→ **WHAT YOU WILL DO**: Filter the data for lines with the word "main", then copy every line so identified.

→ **RECORDS SUPPLIED**:
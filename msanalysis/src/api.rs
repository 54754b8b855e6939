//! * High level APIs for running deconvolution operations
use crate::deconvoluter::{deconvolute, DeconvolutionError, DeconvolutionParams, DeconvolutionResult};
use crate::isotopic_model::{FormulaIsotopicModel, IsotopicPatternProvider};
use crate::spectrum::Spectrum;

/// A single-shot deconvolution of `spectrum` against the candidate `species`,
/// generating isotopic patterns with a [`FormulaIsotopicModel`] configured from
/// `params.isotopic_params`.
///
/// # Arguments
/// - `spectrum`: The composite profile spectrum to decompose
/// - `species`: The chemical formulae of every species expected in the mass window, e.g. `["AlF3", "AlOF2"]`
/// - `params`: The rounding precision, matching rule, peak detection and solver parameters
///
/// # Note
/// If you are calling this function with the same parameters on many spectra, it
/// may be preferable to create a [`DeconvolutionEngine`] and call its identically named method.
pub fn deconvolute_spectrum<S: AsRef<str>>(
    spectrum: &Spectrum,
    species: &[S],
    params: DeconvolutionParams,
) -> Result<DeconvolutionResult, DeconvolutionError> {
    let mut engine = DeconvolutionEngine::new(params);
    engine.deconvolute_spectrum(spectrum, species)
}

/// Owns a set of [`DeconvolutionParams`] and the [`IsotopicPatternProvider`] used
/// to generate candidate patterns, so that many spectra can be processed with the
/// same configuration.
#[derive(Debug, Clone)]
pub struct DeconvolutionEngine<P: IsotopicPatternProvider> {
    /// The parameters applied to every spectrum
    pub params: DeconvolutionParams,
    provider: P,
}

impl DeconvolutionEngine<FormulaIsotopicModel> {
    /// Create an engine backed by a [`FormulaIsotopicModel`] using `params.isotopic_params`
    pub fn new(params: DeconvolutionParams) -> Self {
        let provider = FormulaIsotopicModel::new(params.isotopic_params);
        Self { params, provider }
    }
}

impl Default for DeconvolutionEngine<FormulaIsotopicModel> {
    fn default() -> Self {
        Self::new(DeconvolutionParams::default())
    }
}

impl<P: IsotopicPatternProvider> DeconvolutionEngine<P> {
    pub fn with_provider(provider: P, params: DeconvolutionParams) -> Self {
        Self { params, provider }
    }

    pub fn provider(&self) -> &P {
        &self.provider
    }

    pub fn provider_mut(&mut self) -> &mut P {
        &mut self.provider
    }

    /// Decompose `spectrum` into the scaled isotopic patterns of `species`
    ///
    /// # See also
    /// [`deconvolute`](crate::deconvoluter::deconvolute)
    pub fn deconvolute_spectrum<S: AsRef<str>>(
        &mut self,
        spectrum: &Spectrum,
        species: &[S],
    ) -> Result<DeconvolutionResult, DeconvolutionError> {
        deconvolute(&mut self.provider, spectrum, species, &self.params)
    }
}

* * *

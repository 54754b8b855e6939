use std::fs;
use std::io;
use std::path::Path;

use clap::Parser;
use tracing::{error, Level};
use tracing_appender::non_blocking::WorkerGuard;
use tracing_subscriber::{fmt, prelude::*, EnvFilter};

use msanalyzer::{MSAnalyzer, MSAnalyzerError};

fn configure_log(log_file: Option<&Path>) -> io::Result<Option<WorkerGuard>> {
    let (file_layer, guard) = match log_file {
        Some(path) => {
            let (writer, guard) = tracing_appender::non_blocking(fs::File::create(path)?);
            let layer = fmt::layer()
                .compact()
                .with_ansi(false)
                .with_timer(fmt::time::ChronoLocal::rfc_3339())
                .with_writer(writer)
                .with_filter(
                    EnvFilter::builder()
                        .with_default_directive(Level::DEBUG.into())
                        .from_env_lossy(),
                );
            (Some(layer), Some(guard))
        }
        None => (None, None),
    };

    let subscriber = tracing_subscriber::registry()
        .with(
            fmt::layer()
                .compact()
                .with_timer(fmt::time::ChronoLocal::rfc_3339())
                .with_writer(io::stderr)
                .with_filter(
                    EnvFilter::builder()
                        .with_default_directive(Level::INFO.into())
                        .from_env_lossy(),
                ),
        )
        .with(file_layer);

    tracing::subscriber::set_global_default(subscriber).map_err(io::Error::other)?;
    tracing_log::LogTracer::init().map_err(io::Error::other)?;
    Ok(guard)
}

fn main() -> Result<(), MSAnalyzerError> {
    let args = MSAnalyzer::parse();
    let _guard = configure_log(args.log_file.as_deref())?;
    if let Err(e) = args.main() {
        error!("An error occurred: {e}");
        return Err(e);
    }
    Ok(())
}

→ **WORKED SOLUTION**:
fn main() -> Result<(), MSAnalyzerError> {
    if let Err(e) = args.main() {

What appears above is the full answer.